Secondo Pgim Fixed Income, la crescita del Dragone deve fare i conti con diversi venti contrari. E non sarà più un sostegno affidabile per l’economia globale
In Cina, il crescente divario geopolitico con l’Occidente comporta una strada accidentata per il commercio e ostacoli agli investimenti stranieri. Ma queste, secondo Magdalena Polan, head of Em macro research di Pgim Fixed Income, sono solo alcune delle sfide che la seconda economia mondiale deve affrontare. “Il rallentamento della crescita, l’invecchiamento della popolazione e l’eccesso dei risparmi stanno determinando un cambiamento fondamentale nell’economia cinese, il cui tasso di espansione ha superato i mercati sviluppati per gran parte degli ultimi tre decenni. Queste tendenze sfavorevoli contribuiscono a illustrare le difficoltà della Cina a rilanciare la propria economia dopo la pandemia Covid-19”, spiega.
La banca centrale del Paese ha tagliato i tassi di interesse di riferimento nel 2023 nella speranza di stimolare l’attività economica dopo che i dati hanno mostrato un calo delle esportazioni e dei prezzi al consumo in estate. Per l’esperta, una delle sfide che Pechino si trova ora ad affrontare è che il suo recente malessere economico arriva nonostante il suo stesso impulso alla politica industriale. “Nei prossimi anni, la capacità della Cina di stimolare la crescita appare limitata”, avverte.
Per la Polan, la forte spesa per nuove infrastrutture è stata un importante motore di espansione economica quando la Cina faceva gli straordinari per portare la sua economia nel XXI secolo. Ma ora le opportunità di migliorare le infrastrutture stanno diventando scarse, come dimostra l’abbondanza di appartamenti e di strade, aeroporti e linee ferroviarie sottoutilizzate. “Inoltre – precisa – la nazione sarà costretta a spendere di più per il pagamento del debito, limitando la sua capacità di spesa in altri settori. Il Fondo Monetario Internazionale stima che la crescita del PIL cinese passerà dal 5,2% previsto per il 2023 al 3,4% nel 2028: un’espansione ben lontana da quella a due cifre di due decenni fa”.
Con la Cina che potrebbe entrare in un’era di crescita più lenta, l’esperta fa notare che sono aumentate le aspettative per un’altra serie di prescrizioni politiche. “Finora – evidenzia – il governo cinese ha sostenuto la produzione interna di semiconduttori, con l’obiettivo di ridurre la dipendenza da altri operatori. I chip più sofisticati sono principalmente progettati e prodotti altrove. Nel frattempo, di fronte al crollo degli investimenti stranieri, i funzionari hanno presentato una proposta di allentamento delle norme che regolano gli investimenti delle imprese estere”.

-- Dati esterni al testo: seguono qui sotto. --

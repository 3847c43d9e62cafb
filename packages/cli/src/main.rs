use std::path::Path;

use amm_deposit_sdk::{
    amount::format_token_amount,
    flow::{DepositFlow, DepositRequest, Phase, Progress},
    reader::BalanceRead,
    report::{AssetChange, Delta, DepositReport},
    DepositConfig, DepositInstruction, Error as SdkError, FileConfig, RpcLedger,
};
use anyhow::{anyhow, Context, Result};
use clap::{CommandFactory, Parser, Subcommand};
use serde_json::json;
use solana_sdk::signature::{read_keypair_file, Keypair, Signer};

/// Expand `~/` to `$HOME/` in keypair paths.
fn expand_home(path: &str) -> String {
    if let Some(rest) = path.strip_prefix("~/") {
        format!("{}/{}", std::env::var("HOME").unwrap_or_default(), rest)
    } else {
        path.to_string()
    }
}

fn load_keypair(path: &str) -> Result<Keypair> {
    let expanded = expand_home(path);
    read_keypair_file(&expanded)
        .map_err(|e| anyhow!(
            "Cannot load keypair from '{}': {}\n  \
             Set AMM_DEPOSIT_KEYPAIR or pass --keypair to specify a different path.",
            expanded, e
        ))
}

/// Print the tool banner to stdout.
fn print_banner() {
    let ver = env!("CARGO_PKG_VERSION");
    println!();
    println!("  amm-deposit  v{ver}  ·  two-asset pool deposits with reconciliation");
    println!("  {}", "─".repeat(62));
    println!("  Config    amm-deposit.toml  (create with `amm-deposit init-config`)");
    println!();
}

// ─── CLI definition ───────────────────────────────────────────────────────────

/// amm-deposit: deposit two tokens into an existing AMM pool and report
/// exactly what moved.
///
/// Every command supports --json for machine-readable output.
/// Global options can also be set via environment variables:
///   AMM_DEPOSIT_CONFIG   path to the TOML config file
///   AMM_DEPOSIT_RPC_URL  JSON-RPC endpoint (overrides the config file)
///   AMM_DEPOSIT_KEYPAIR  depositor keypair JSON (overrides the config file)
#[derive(Parser)]
#[command(
    name    = "amm-deposit",
    version = env!("CARGO_PKG_VERSION"),
    about   = "Deposit into a two-asset AMM pool with before/after balance reconciliation.",
    after_help = "\
ENVIRONMENT:
  AMM_DEPOSIT_CONFIG    Config file  [default: amm-deposit.toml]
  AMM_DEPOSIT_RPC_URL   JSON-RPC endpoint
  AMM_DEPOSIT_KEYPAIR   Path to Ed25519 keypair JSON
  RUST_LOG              Log filter  [default: warn]

QUICK START:
  amm-deposit init-config
  amm-deposit addresses
  amm-deposit deposit --amount-a 500000000 --amount-b 500000000"
)]
struct Cli {
    /// TOML config file describing the RPC endpoint, programs and pool
    #[arg(
        long,
        global        = true,
        value_name    = "PATH",
        default_value = "amm-deposit.toml",
        env           = "AMM_DEPOSIT_CONFIG"
    )]
    config: String,

    /// JSON-RPC endpoint (overrides `rpc_url` from the config file)
    #[arg(long, global = true, value_name = "URL", env = "AMM_DEPOSIT_RPC_URL")]
    rpc_url: Option<String>,

    /// Depositor keypair JSON file (overrides `keypair_path` from the config file)
    #[arg(long, global = true, value_name = "PATH", env = "AMM_DEPOSIT_KEYPAIR")]
    keypair: Option<String>,

    /// Output machine-readable JSON instead of human-readable text
    #[arg(long, global = true, default_value_t = false)]
    json: bool,

    #[command(subcommand)]
    command: Commands,
}

#[derive(Subcommand)]
enum Commands {
    /// Deposit token A and token B into the configured pool
    ///
    /// Reads the depositor's balances, submits one deposit transaction,
    /// waits for confirmation, reads the balances again and reports the
    /// change of each account. The share amount is decided by the pool.
    #[command(
        after_help = "\
EXAMPLES:
  # Deposit 0.5 of each 9-decimal token
  amm-deposit deposit --amount-a 500000000 --amount-b 500000000

  # Against a different node, JSON output
  amm-deposit deposit --amount-a 1000 --amount-b 1000 --rpc-url http://localhost:8899 --json

NOTES:
  Amounts are raw atomic units. Each run is a separate deposit.
  Interrupting after submission does not recall the transaction."
    )]
    Deposit {
        /// Amount of token A to deposit (atomic units)
        #[arg(long, value_name = "AMOUNT")]
        amount_a: u64,

        /// Amount of token B to deposit (atomic units)
        #[arg(long, value_name = "AMOUNT")]
        amount_b: u64,
    },

    /// Show the pool and depositor accounts derived from the config
    #[command(
        after_help = "\
EXAMPLES:
  amm-deposit addresses
  amm-deposit addresses --keypair ~/wallets/lp.json --json"
    )]
    Addresses,

    /// Print the deposit instruction payload as hex without sending anything
    #[command(
        after_help = "\
EXAMPLES:
  amm-deposit encode --amount-a 500000000 --amount-b 500000000
  # 010065cd1d000000000065cd1d00000000"
    )]
    Encode {
        #[arg(long, value_name = "AMOUNT")]
        amount_a: u64,

        #[arg(long, value_name = "AMOUNT")]
        amount_b: u64,
    },

    /// Write the preset config file
    InitConfig {
        /// Destination (defaults to --config)
        #[arg(long, value_name = "PATH")]
        path: Option<String>,

        /// Overwrite an existing file
        #[arg(long, default_value_t = false)]
        force: bool,
    },
}

// ─── Entry point ──────────────────────────────────────────────────────────────

#[tokio::main]
async fn main() -> Result<()> {
    if std::env::args().len() == 1 {
        print_banner();
        Cli::command().print_long_help().ok();
        println!();
        return Ok(());
    }

    env_logger::Builder::from_env(env_logger::Env::default().default_filter_or("warn")).init();

    let cli = Cli::parse();

    match &cli.command {
        Commands::Deposit { amount_a, amount_b } => {
            let config = load_config(&cli)?;
            cmd_deposit(config, DepositRequest::new(*amount_a, *amount_b), cli.json).await?;
        }
        Commands::Addresses => {
            let config = load_config(&cli)?;
            cmd_addresses(&config, cli.json)?;
        }
        Commands::Encode { amount_a, amount_b } => {
            cmd_encode(*amount_a, *amount_b, cli.json);
        }
        Commands::InitConfig { path, force } => {
            cmd_init_config(path.as_deref().unwrap_or(&cli.config), *force, cli.json)?;
        }
    }

    Ok(())
}

/// Config file with command-line overrides applied, validated.
fn load_config(cli: &Cli) -> Result<DepositConfig> {
    let mut file = FileConfig::load(&cli.config).with_context(|| {
        format!("Run `amm-deposit init-config --path {}` to create one.", cli.config)
    })?;
    if let Some(url) = &cli.rpc_url {
        file.rpc_url = url.clone();
    }
    if let Some(path) = &cli.keypair {
        file.keypair_path = path.clone();
    }
    file.keypair_path = expand_home(&file.keypair_path);
    DepositConfig::try_from(file).with_context(|| format!("Invalid config in {}", cli.config))
}

// ─── deposit ─────────────────────────────────────────────────────────────────

async fn cmd_deposit(config: DepositConfig, request: DepositRequest, json_output: bool) -> Result<()> {
    let depositor = load_keypair(&config.keypair_path)?;
    let ledger = RpcLedger::new(&config.rpc_url);
    let flow = DepositFlow::new(config.clone(), ledger);
    let payload = request.instruction().encode();

    let interrupt = async {
        if let Err(e) = tokio::signal::ctrl_c().await {
            log::warn!("Ctrl-C handler unavailable, deposit cannot be interrupted: {e}");
            std::future::pending::<()>().await;
        }
    };

    let result = tokio::select! {
        result = flow.run(&depositor, request) => result,
        () = interrupt => return Err(interrupted(flow.progress())),
    };

    let report = match result {
        Ok(report) => report,
        Err(e) => {
            print_failure(&e, &config);
            return Err(e).context("Deposit failed");
        }
    };

    if json_output {
        let mut out = report.to_json();
        out["instruction_data"] = json!(hex::encode(payload));
        out["depositor"] = json!(depositor.pubkey().to_string());
        out["explorer"] = json!(config.explorer_link(&report.signature));
        println!("{out}");
    } else {
        print_report(&report, &config, &depositor, &payload);
    }
    Ok(())
}

/// Error for a deposit abandoned on Ctrl-C at `progress`.
fn interrupted(progress: Progress) -> anyhow::Error {
    match progress.signature {
        Some(sig) if progress.phase != Phase::Failed => {
            log::warn!("Interrupted after submission; {sig} may still land");
            anyhow!(
                "Interrupted after submission (phase {}).\n  \
                 Transaction {sig} may still land; check it before retrying.",
                progress.phase
            )
        }
        _ => anyhow!("Interrupted before submission (phase {}); nothing was sent.", progress.phase),
    }
}

fn print_report(report: &DepositReport, config: &DepositConfig, depositor: &Keypair, payload: &[u8]) {
    let decimals = report.decimals;
    println!("─── Deposit Confirmed ────────────────────────────────────────────");
    println!("  Pool             {}", report.pool);
    println!("  Depositor        {}", depositor.pubkey());
    println!("  Requested A      {}  ({})", report.requested.amount_a,
        format_token_amount(report.requested.amount_a as i128, decimals));
    println!("  Requested B      {}  ({})", report.requested.amount_b,
        format_token_amount(report.requested.amount_b as i128, decimals));
    println!("  Instruction      {}", hex::encode(payload));
    println!("  Transaction      {}", report.signature);
    println!("  Slot             {}", report.slot);
    if let Some(link) = config.explorer_link(&report.signature) {
        println!("  Explorer         {link}");
    }
    println!();
    println!("─── Balances ─────────────────────────────────────────────────────");
    print_change("Token A", &report.asset_a, decimals);
    print_change("Token B", &report.asset_b, decimals);
    print_change("Pool shares", &report.shares, decimals);
    println!();
    println!("─── Summary ──────────────────────────────────────────────────────");
    println!("  Consumed A       {}", amount_or_unknown(report.consumed_a(), decimals));
    println!("  Consumed B       {}", amount_or_unknown(report.consumed_b(), decimals));
    println!("  Shares received  {}", amount_or_unknown(report.shares_received(), decimals));
    println!("  Total deposited  {}", amount_or_unknown(report.total_value_locked(), decimals));

    let warnings = report.warnings();
    if !warnings.is_empty() {
        println!();
        for w in warnings {
            println!("  ⚠  {w}");
        }
    }
}

fn print_change(label: &str, change: &AssetChange, decimals: u8) {
    println!("  {label:<16} {}", change.account);
    println!("    before         {}", read_label(&change.pre, decimals));
    println!("    after          {}", read_label(&change.post, decimals));
    match &change.delta {
        Delta::Known(d) => println!("    change         {d}  ({})", format_token_amount(*d, decimals)),
        Delta::Unknown(reason) => println!("    change         unknown ({reason})"),
    }
}

fn read_label(read: &BalanceRead, decimals: u8) -> String {
    match read {
        BalanceRead::Observed(s) => {
            format!("{}  ({})", s.amount, format_token_amount(s.amount as i128, decimals))
        }
        BalanceRead::Unavailable { attempts, reason, .. } => {
            format!("unavailable after {attempts} attempt(s): {reason}")
        }
    }
}

fn amount_or_unknown(v: Option<i128>, decimals: u8) -> String {
    match v {
        Some(v) => format!("{v}  ({})", format_token_amount(v, decimals)),
        None => "unknown".to_string(),
    }
}

/// Program logs and the explorer link of a failed deposit, on stderr.
fn print_failure(err: &SdkError, config: &DepositConfig) {
    if let SdkError::Rejected { signature: Some(sig), .. } | SdkError::ConfirmationTimeout { signature: sig, .. } = err {
        eprintln!("  Transaction      {sig}");
        if let Some(link) = config.explorer_link(sig) {
            eprintln!("  Explorer         {link}");
        }
    }
    let logs = err.logs();
    if !logs.is_empty() {
        eprintln!("─── Program logs ─────────────────────────────────────────────────");
        for (i, line) in logs.iter().enumerate() {
            eprintln!("  {:>3}  {line}", i + 1);
        }
    }
}

// ─── addresses ───────────────────────────────────────────────────────────────

fn cmd_addresses(config: &DepositConfig, json_output: bool) -> Result<()> {
    let owner = load_keypair(&config.keypair_path)?.pubkey();
    let pool = amm_deposit_sdk::PoolAddresses::derive(&config.programs, &config.pool);
    let accounts = amm_deposit_sdk::DepositorAccounts::derive(&owner, &pool, &config.programs);

    if json_output {
        println!("{}", json!({
            "status":        "ok",
            "command":       "addresses",
            "amm_program":   config.programs.amm.to_string(),
            "pool":          pool.pool.to_string(),
            "pool_bump":     pool.bump,
            "mint_a":        pool.mint_a.to_string(),
            "mint_b":        pool.mint_b.to_string(),
            "vault_a":       pool.vault_a.to_string(),
            "vault_b":       pool.vault_b.to_string(),
            "share_mint":    pool.share_mint.to_string(),
            "depositor":     owner.to_string(),
            "user_token_a":  accounts.token_a.to_string(),
            "user_token_b":  accounts.token_b.to_string(),
            "user_shares":   accounts.shares.to_string(),
        }));
    } else {
        println!("─── Pool ─────────────────────────────────────────────────────────");
        println!("  AMM program      {}", config.programs.amm);
        println!("  Pool PDA         {}  (bump {})", pool.pool, pool.bump);
        println!("  Mint A           {}", pool.mint_a);
        println!("  Mint B           {}", pool.mint_b);
        println!("  Vault A          {}", pool.vault_a);
        println!("  Vault B          {}", pool.vault_b);
        println!("  Share mint       {}", pool.share_mint);
        println!();
        println!("─── Depositor ────────────────────────────────────────────────────");
        println!("  Wallet           {owner}");
        println!("  Token A account  {}", accounts.token_a);
        println!("  Token B account  {}", accounts.token_b);
        println!("  Share account    {}", accounts.shares);
    }
    Ok(())
}

// ─── encode ──────────────────────────────────────────────────────────────────

fn cmd_encode(amount_a: u64, amount_b: u64, json_output: bool) {
    let data = DepositInstruction { amount_a, amount_b }.encode();
    if json_output {
        println!("{}", json!({
            "status":   "ok",
            "command":  "encode",
            "amount_a": amount_a,
            "amount_b": amount_b,
            "data":     hex::encode(data),
            "len":      data.len(),
        }));
    } else {
        println!("{}", hex::encode(data));
    }
}

// ─── init-config ─────────────────────────────────────────────────────────────

fn cmd_init_config(path: &str, force: bool, json_output: bool) -> Result<()> {
    if Path::new(path).exists() && !force {
        return Err(anyhow!("{path} already exists. Pass --force to overwrite it."));
    }
    FileConfig::write_default(path)?;
    if json_output {
        println!("{}", json!({ "status": "ok", "command": "init-config", "path": path }));
    } else {
        println!("Wrote {path}");
        println!("  Edit the pool section, then run `amm-deposit addresses` to check it.");
    }
    Ok(())
}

Secondo la Polan, quindi, l’indebolimento delle prospettive suggerisce che il Dragone non sarà più un sostegno affidabile per l’economia globale come in passato. “In un outlook semestrale, la Banca Mondiale ha rivisto al ribasso le sue previsioni per le economie in via di sviluppo dell’Asia orientale come riflesso delle difficoltà della Cina, prevedendo una crescita del 4,5% nel 2024 dopo aver stimato in precedenza il 4,8%. In particolare, i rischi di ribasso del settore immobiliare cinese potrebbero pesare sulle economie regionali, come quella della Mongolia, a causa del calo della domanda di materiali da costruzione”, conclude.